The following describes the fields of the narrator_rb structure:
message.io_Data
Points to a NULL-terminated ASCII phonetic input string. For
backwards compatibility issues, the string may also be terminated
with a "#" symbol. See the how to write phonetically for narrator
section of this chapter for details.
message.io_Length
Length of the input string. The narrator device will parse the
input string until either a NULL or a "#" is encountered, or until
io_Length characters have been processed.
rate
The speaking rate in words/minute. Range is from 40 to 400 wpm.
pitch
The baseline pitch of the speaking voice. Range is 65 to 320 Hertz.
mode
The F0 (pitch) mode. ROBOTICF0 produces a monotone pitch, NATURALF0
produces a normal pitch contour, and MANUALF0 (new for V37 and later)
gives the user more explicit control over the pitch contour by
creative use of accent numbers. In MANUALF0 mode, a given accent
number will have the same effect on the pitch regardless of its
position in the sentence and its relation to other accented
syllables. In NATURALF0 mode, accent numbers have a reduced effect
towards the end of sentences (especially long ones). In addition,
the proximity of other accented syllables, the number of syllables in
the word, and the number of phrases and words in the sentence all
affect the pitch contour. In MANUALF0 mode these things are ignored
and it's up to the user to do the controlling. This has the
advantage of being able to have the pitch be more expressive. The
F0enthusiasm field will scale the effect.
sex
Controls the sex of the speaking voice (MALE or FEMALE). In
actuality, only the formant targets are changed. The user must still
change the pitch and speaking rate of the voice to get the correct
sounding sex. See the include files for default pitch and rate
settings.
ch_masks
Pointer to a set of audio allocation maps. See the "audio device"
chapter for details.
nm_masks
Number of audio allocation maps. See the "audio device" chapter
for details.
volume
Sets the volume of the speaking voice. Range 0 - 64.
sampfreq
The synthesizer is ``tuned" to a sampling frequency of 22,200 Hz.
Changing sampfreq affects pitch and formant tunings and can be used
to create unusual vocal effects. For V37 and later, it is
recommended that F1, F2, and F3adj be used instead to achieve this
effect.
mouths
If set to a non-zero value will direct the narrator device to
generate mouth shape changes and send this data to the user in
response to read requests. See the reading from the narrator device
section for more details.
chanmask
Used internally by the narrator device. The user should not modify
this field.
numchan
Used internally by the narrator device. The user should not modify
this field.
flags (V37)
Used to specify V37 features of the device. Possible bit settings
are: NDB_NEWIORB - I/O request block uses V37 features. NDB_WORDSYNC
- Device should generate start of word sync events. NDB_SYLSYNC -
Device should generate start of syllable sync events. These bit
definitions and their corresponding field definitions (NDF_NEWIORB,
NDF_WORDSYNC, and NDF_SYLSYNC) can be found in the include files.
F0enthusiasm (V37)
The value of this field controls the scaling of pitch (F0) excursions
used on accented syllables and has the effect of making the narrator
device sound more or less "enthusiastic" about what it is saying.

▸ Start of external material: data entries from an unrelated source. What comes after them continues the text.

//! Seams between the engine and its collaborators.
//!
//! - [`RecordSource`]: where rows come from and where writes go
//! - [`ConfigSource`]: where the three configuration documents come from
//! - [`ConfigManager`]: the CLI's own TOML settings file

use crate::messages::MessageCatalog;
use crate::model::{TableConfig, ValidationConfig};
use crate::record::{Record, RecordKey};
use crate::{Error, Result};
use async_trait::async_trait;
use serde::Serialize;
use serde::de::DeserializeOwned;
use serde_json::Value;
use std::path::PathBuf;

/// Generic row storage behind the dynamic screens.
#[async_trait]
pub trait RecordSource: Send + Sync {
    /// All rows of a table.
    async fn find_all(&self, table: &str) -> Result<Vec<Record>>;

    /// One row by its `id`, or `None` when it does not exist.
    async fn find_by_id(&self, table: &str, id: &Value) -> Result<Option<Record>>;

    /// Inserts a row; returns whatever the backend reports.
    async fn create(&self, table: &str, data: Record) -> Result<Value>;

    /// Updates the row identified by `key`.
    async fn update(&self, table: &str, key: &RecordKey, data: Record) -> Result<Value>;

    /// Deletes the row identified by `key`; `false` if nothing was deleted.
    async fn delete(&self, table: &str, key: &RecordKey) -> Result<bool>;
}

/// Provider of the configuration documents.
#[async_trait]
pub trait ConfigSource: Send + Sync {
    /// The table configuration.
    async fn table_config(&self) -> Result<TableConfig>;

    /// The validation configuration.
    async fn validation_config(&self) -> Result<ValidationConfig>;

    /// The message catalog for a language.
    async fn messages(&self, language: &str) -> Result<MessageCatalog>;
}

/// A TOML-backed settings file with a conventional location.
///
/// Implementors provide [`project_name`](Self::project_name),
/// [`load`](Self::load) and [`to_env_vars`](Self::to_env_vars); path
/// resolution and serialization have defaults.
pub trait ConfigManager: Default + Serialize + DeserializeOwned + Sized {
    /// Short project name used for directories and env vars.
    fn project_name() -> &'static str;

    /// Loads the settings, applying environment overrides.
    fn load(config_path: Option<&str>) -> Result<Self>;

    /// Flattens the settings into `NAME=value` pairs.
    fn to_env_vars(&self) -> Result<Vec<(String, String)>>;

    /// Environment variable naming an explicit config file.
    fn config_env_var() -> String {
        format!("{}_CONFIG", Self::project_name().to_uppercase())
    }

    /// `<platform config dir>/<project>/config.toml`.
    fn default_config_path() -> Option<PathBuf> {
        dirs::config_dir().map(|d| d.join(Self::project_name()).join("config.toml"))
    }

    /// Explicit path, then the env var, then the default path.
    fn resolve_config_path(explicit: Option<&str>) -> Option<PathBuf> {
        if let Some(path) = explicit {
            return Some(PathBuf::from(path));
        }
        if let Ok(path) = std::env::var(Self::config_env_var())
            && !path.is_empty()
        {
            return Some(PathBuf::from(path));
        }
        Self::default_config_path()
    }

    /// Reads the settings file, or defaults when it does not exist.
    fn read_file(config_path: Option<&str>) -> Result<Self> {
        let Some(path) = Self::resolve_config_path(config_path) else {
            return Ok(Self::default());
        };
        if !path.exists() {
            log::debug!("no config file at {}, using defaults", path.display());
            return Ok(Self::default());
        }
        let content = std::fs::read_to_string(&path).map_err(|e| Error::io_with_path(e, &path))?;
        toml::from_str(&content)
            .map_err(|e| Error::config(format!("Failed to parse {}: {e}", path.display())))
    }

    /// Pretty TOML rendering of the settings.
    fn to_toml_string(&self) -> Result<String> {
        toml::to_string_pretty(self).map_err(|e| Error::config(e.to_string()))
    }
}
//! Field rendering.
//!
//! Turns a [`FormField`] plus the current values into a [`Widget`]: a
//! presentation-neutral description of an input that a terminal, web, or
//! GUI front end can draw.

use crate::lookup::{LookupSet, SelectOption};
use serde::Serialize;
use serde_json::{Number, Value};
use tablecraft_core::model::{FieldType, FormField};
use tablecraft_core::record::{display_string, lookup};
use tablecraft_core::{Error, Result};

/// Label of the empty select choice when none is configured.
pub const DEFAULT_NULL_LABEL: &str = "選択してください";

/// Default height of textarea widgets.
pub const DEFAULT_TEXTAREA_ROWS: u32 = 4;

/// Whether a form creates a new record or edits an existing one.
#[derive(Clone, Copy, Debug, PartialEq, Eq, Serialize)]
#[serde(rename_all = "lowercase")]
pub enum FormMode {
    /// New record.
    Create,
    /// Existing record.
    Edit,
}

/// Language choice and lookups available while rendering.
#[derive(Clone, Copy, Debug)]
pub struct RenderContext<'a> {
    /// Preferred language.
    pub language: &'a str,
    /// Fallback language.
    pub default_language: &'a str,
    /// Foreign rows for select options.
    pub lookups: &'a LookupSet,
}

/// Input-specific widget settings.
#[derive(Clone, Debug, PartialEq, Serialize)]
#[serde(tag = "kind", rename_all = "snake_case")]
pub enum WidgetKind {
    /// Single-line input (`text`, `email`, `tel`).
    Text {
        /// HTML-style input type.
        input_type: String,
        /// Character limit.
        max_length: Option<u64>,
    },
    /// Multi-line input.
    Textarea {
        /// Visible rows.
        rows: u32,
        /// Character limit.
        max_length: Option<u64>,
    },
    /// Numeric input.
    Number {
        /// Lower bound.
        min: Option<f64>,
        /// Upper bound.
        max: Option<f64>,
        /// Increment.
        step: Option<f64>,
    },
    /// Calendar date.
    Date,
    /// Date and time.
    DateTime,
    /// Boolean checkbox.
    Checkbox,
    /// Choice from a list.
    Select {
        /// Available choices.
        options: Vec<SelectOption>,
        /// Label of the empty choice, when one is offered.
        null_option: Option<String>,
    },
}

/// A rendered form field.
#[derive(Clone, Debug, PartialEq, Serialize)]
pub struct Widget {
    /// Field name.
    pub name: String,
    /// Localized label.
    pub label: String,
    /// Localized placeholder.
    pub placeholder: Option<String>,
    /// Current value.
    pub value: Value,
    /// Marked as required.
    pub required: bool,
    /// Not editable.
    pub disabled: bool,
    /// Short type and range description.
    pub hint: Option<String>,
    /// Input settings.
    pub kind: WidgetKind,
}

/// Renders a field, or `None` when it is not shown in this mode.
pub fn render_field(
    field: &FormField,
    values: &tablecraft_core::Record,
    mode: FormMode,
    ctx: &RenderContext<'_>,
) -> Option<Widget> {
    if (mode == FormMode::Create && field.is_id()) || field.is_hidden() {
        return None;
    }

    let value = match lookup(values, &field.name) {
        Some(v) => v.clone(),
        None if field.field_type == FieldType::Checkbox => Value::Bool(false),
        None => Value::String(String::new()),
    };

    Some(Widget {
        name: field.name.clone(),
        label: field.label_text(ctx.language, ctx.default_language),
        placeholder: field
            .placeholder
            .resolve(ctx.language, ctx.default_language)
            .map(str::to_string),
        value,
        required: field.required,
        disabled: field.disabled || field.readonly || field.is_ui_readonly(),
        hint: hint(field),
        kind: widget_kind(field, ctx),
    })
}

fn widget_kind(field: &FormField, ctx: &RenderContext<'_>) -> WidgetKind {
    match &field.field_type {
        FieldType::Textarea => WidgetKind::Textarea {
            rows: field.rows.unwrap_or(DEFAULT_TEXTAREA_ROWS),
            max_length: field.max_length,
        },
        FieldType::Number => WidgetKind::Number {
            min: field.min,
            max: field.max,
            step: field.step,
        },
        FieldType::Date => WidgetKind::Date,
        FieldType::DateTimeLocal => WidgetKind::DateTime,
        FieldType::Checkbox => WidgetKind::Checkbox,
        FieldType::Select => {
            let null_option = field
                .options
                .as_ref()
                .filter(|o| o.allow_null)
                .map(|o| {
                    o.null_label
                        .resolve(ctx.language, ctx.default_language)
                        .unwrap_or(DEFAULT_NULL_LABEL)
                        .to_string()
                });
            WidgetKind::Select {
                options: ctx
                    .lookups
                    .select_options(field, ctx.language, ctx.default_language),
                null_option,
            }
        }
        FieldType::Email | FieldType::Tel => WidgetKind::Text {
            input_type: field.field_type.as_str().to_string(),
            max_length: field.max_length,
        },
        FieldType::Text | FieldType::Hidden | FieldType::Other(_) => WidgetKind::Text {
            input_type: "text".to_string(),
            max_length: field.max_length,
        },
    }
}

/// Type name with `(max N)` and `(min–max)` decorations.
///
/// Only fields carrying validation metadata get a hint.
pub fn hint(field: &FormField) -> Option<String> {
    if field.validation.is_none() {
        return None;
    }
    let mut text = field.field_type.as_str().to_string();
    if let Some(max) = field.max_length {
        text.push_str(&format!(" (max {max})"));
    }
    if let (Some(min), Some(max)) = (field.min, field.max) {
        text.push_str(&format!(
            " ({}–{})",
            display_string(&json_number(min)),
            display_string(&json_number(max))
        ));
    }
    Some(text)
}

fn json_number(n: f64) -> Value {
    Number::from_f64(n).map(Value::Number).unwrap_or(Value::Null)
}

/// Converts raw text input into the field's JSON value.
///
/// - number: blank → null, otherwise a JSON number
/// - checkbox: `true`/`1`/`on`/`yes` (any case) → true
/// - select: coerced to the JSON type of the matching option value
/// - anything else: the string as typed
pub fn parse_input(field: &FormField, raw: &str, ctx: &RenderContext<'_>) -> Result<Value> {
    match field.field_type {
        FieldType::Number => {
            let trimmed = raw.trim();
            if trimmed.is_empty() {
                return Ok(Value::Null);
            }
            if let Ok(i) = trimmed.parse::<i64>() {
                return Ok(Value::from(i));
            }
            trimmed
                .parse::<f64>()
                .ok()
                .and_then(Number::from_f64)
                .map(Value::Number)
                .ok_or_else(|| {
                    Error::validation_field(&field.name, format!("'{raw}' is not a number"))
                })
        }
        FieldType::Checkbox => Ok(Value::Bool(matches!(
            raw.trim().to_lowercase().as_str(),
            "true" | "1" | "on" | "yes"
        ))),
        FieldType::Select => {
            if raw.is_empty() {
                return Ok(Value::Null);
            }
            let options = ctx
                .lookups
                .select_options(field, ctx.language, ctx.default_language);
            Ok(options
                .into_iter()
                .map(|o| o.value)
                .find(|v| display_string(v) == raw)
                .unwrap_or_else(|| Value::String(raw.to_string())))
        }
        _ => Ok(Value::String(raw.to_string())),
    }
}

#[cfg(test)]
#[allow(clippy::unwrap_used)]
mod tests {
    use super::*;
    use serde_json::json;
    use tablecraft_core::Record;
    use tablecraft_core::model::{LocalizedText, SelectOptions, UiHints};
    use tablecraft_core::record::as_record;

    fn ctx(lookups: &LookupSet) -> RenderContext<'_> {
        RenderContext {
            language: "en",
            default_language: "ja",
            lookups,
        }
    }

    fn record(value: Value) -> Record {
        as_record(value).unwrap()
    }

    fn category_select() -> FormField {
        let mut field = FormField::new("category_id", FieldType::Select);
        let mut options = SelectOptions::foreign_key("categories", "id", "name");
        options.allow_null = true;
        field.options = Some(options);
        field
    }

    fn lookups() -> LookupSet {
        LookupSet::new().with_rows(
            "categories",
            vec![
                record(json!({"ID": 1, "NAME": "Books"})),
                record(json!({"ID": 2, "NAME": "Music"})),
            ],
        )
    }

    #[test]
    fn test_id_hidden_on_create_only() {
        let set = LookupSet::new();
        let field = FormField::new("id", FieldType::Number);
        let values = record(json!({"ID": 5}));
        assert!(render_field(&field, &values, FormMode::Create, &ctx(&set)).is_none());
        let widget = render_field(&field, &values, FormMode::Edit, &ctx(&set)).unwrap();
        assert_eq!(widget.value, json!(5));
    }

    #[test]
    fn test_ui_hidden_skipped() {
        let set = LookupSet::new();
        let mut field = FormField::new("secret", FieldType::Text);
        field.ui = Some(UiHints {
            hidden: true,
            ..UiHints::default()
        });
        assert!(render_field(&field, &Record::new(), FormMode::Edit, &ctx(&set)).is_none());
    }

    #[test]
    fn test_default_values_by_type() {
        let set = LookupSet::new();
        let check = FormField::new("active", FieldType::Checkbox);
        let text = FormField::new("name", FieldType::Text);
        let empty = Record::new();
        assert_eq!(
            render_field(&check, &empty, FormMode::Create, &ctx(&set)).unwrap().value,
            json!(false)
        );
        assert_eq!(
            render_field(&text, &empty, FormMode::Create, &ctx(&set)).unwrap().value,
            json!("")
        );
    }

    #[test]
    fn test_label_fallback_and_disabled() {
        let set = LookupSet::new();
        let mut field = FormField::new("name", FieldType::Text);
        field.label = LocalizedText::from_pairs([("ja", "名前")]);
        field.ui = Some(UiHints {
            readonly: true,
            ..UiHints::default()
        });
        let widget = render_field(&field, &Record::new(), FormMode::Edit, &ctx(&set)).unwrap();
        assert_eq!(widget.label, "名前");
        assert!(widget.disabled);

        let bare = FormField::new("code", FieldType::Text);
        let widget = render_field(&bare, &Record::new(), FormMode::Edit, &ctx(&set)).unwrap();
        assert_eq!(widget.label, "code");
        assert!(!widget.disabled);
    }

    #[test]
    fn test_textarea_default_rows() {
        let set = LookupSet::new();
        let field = FormField::new("note", FieldType::Textarea);
        let widget = render_field(&field, &Record::new(), FormMode::Create, &ctx(&set)).unwrap();
        assert_eq!(
            widget.kind,
            WidgetKind::Textarea {
                rows: 4,
                max_length: None
            }
        );
    }

    #[test]
    fn test_select_with_null_option() {
        let set = lookups();
        let widget =
            render_field(&category_select(), &Record::new(), FormMode::Create, &ctx(&set)).unwrap();
        let WidgetKind::Select {
            options,
            null_option,
        } = widget.kind
        else {
            unreachable!("Expected select widget");
        };
        assert_eq!(options.len(), 2);
        assert_eq!(null_option.as_deref(), Some(DEFAULT_NULL_LABEL));
    }

    #[test]
    fn test_unknown_type_renders_text() {
        let set = LookupSet::new();
        let field = FormField::new("color", FieldType::Other("color".into()));
        let widget = render_field(&field, &Record::new(), FormMode::Create, &ctx(&set)).unwrap();
        assert_eq!(
            widget.kind,
            WidgetKind::Text {
                input_type: "text".into(),
                max_length: None
            }
        );
    }

    #[test]
    fn test_hint_decorations() {
        let mut field = FormField::new("qty", FieldType::Number);
        assert_eq!(hint(&field), None);
        field.validation = Some(json!({"min": 1, "max": 99}));
        field.min = Some(1.0);
        field.max = Some(99.0);
        assert_eq!(hint(&field).as_deref(), Some("number (1–99)"));

        let mut name = FormField::new("name", FieldType::Text);
        name.validation = Some(json!({"maxLength": 50}));
        name.max_length = Some(50);
        assert_eq!(hint(&name).as_deref(), Some("text (max 50)"));
    }

    #[test]
    fn test_parse_number_input() {
        let set = LookupSet::new();
        let field = FormField::new("qty", FieldType::Number);
        assert_eq!(parse_input(&field, " ", &ctx(&set)).unwrap(), Value::Null);
        assert_eq!(parse_input(&field, "12", &ctx(&set)).unwrap(), json!(12));
        assert_eq!(parse_input(&field, "1.25", &ctx(&set)).unwrap(), json!(1.25));
        assert!(parse_input(&field, "twelve", &ctx(&set)).is_err());
    }

    #[test]
    fn test_parse_checkbox_input() {
        let set = LookupSet::new();
        let field = FormField::new("active", FieldType::Checkbox);
        for raw in ["true", "1", "ON", "yes"] {
            assert_eq!(parse_input(&field, raw, &ctx(&set)).unwrap(), json!(true));
        }
        assert_eq!(parse_input(&field, "no", &ctx(&set)).unwrap(), json!(false));
    }

    #[test]
    fn test_parse_select_input_coerces_to_option_type() {
        let set = lookups();
        let field = category_select();
        assert_eq!(parse_input(&field, "2", &ctx(&set)).unwrap(), json!(2));
        assert_eq!(parse_input(&field, "", &ctx(&set)).unwrap(), Value::Null);
        assert_eq!(parse_input(&field, "9", &ctx(&set)).unwrap(), json!("9"));
    }
}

It is calibrated in 1/32s with unity (32) being the default value.
Higher values cause more F0 variation, lesser values cause less.
This feature is most useful in manual F0 mode.
F0perturb (V37)
Non-zero values in this field cause varying amounts of random
low-frequency modulation of the pitch (F0). In other words, the
pitch shakes in much the same way as an elderly person's voice does.
Range is 0 to 255.
F1adj, F2adj, F3adj (V37)
Changes the tuning of the formant frequencies. A formant is a major
vocal tract resonance, and the frequencies of these formants move
continuously as we speak. Traditionally, they have been given the
abbreviations of F1, F2, F3... with F1 being the one lowest in
frequency. Moving these formants away from their normal positions
causes drastic changes in the sound of the voice and is a very
powerful tool in the creation of character voices. This adjustment
is in ±5% steps. Positive values raise the formant frequencies and
vice versa. The default is zero. Use these adjustments instead of
changing sampfreq.
A1adj, A2adj, A3adj (V37)
In a parallel formant synthesizer, the amplitudes of the formants
need to be specified along with their frequencies. These fields bias
the amplitudes computed by the narrator device. This is useful for
creating different tonal balances (bass or treble), and listening to
formants in isolation for educational purposes. The adjustments are
calibrated directly in ±1db (decibel) steps. Using negative values
will cause no problems; use of positive numbers can cause clipping.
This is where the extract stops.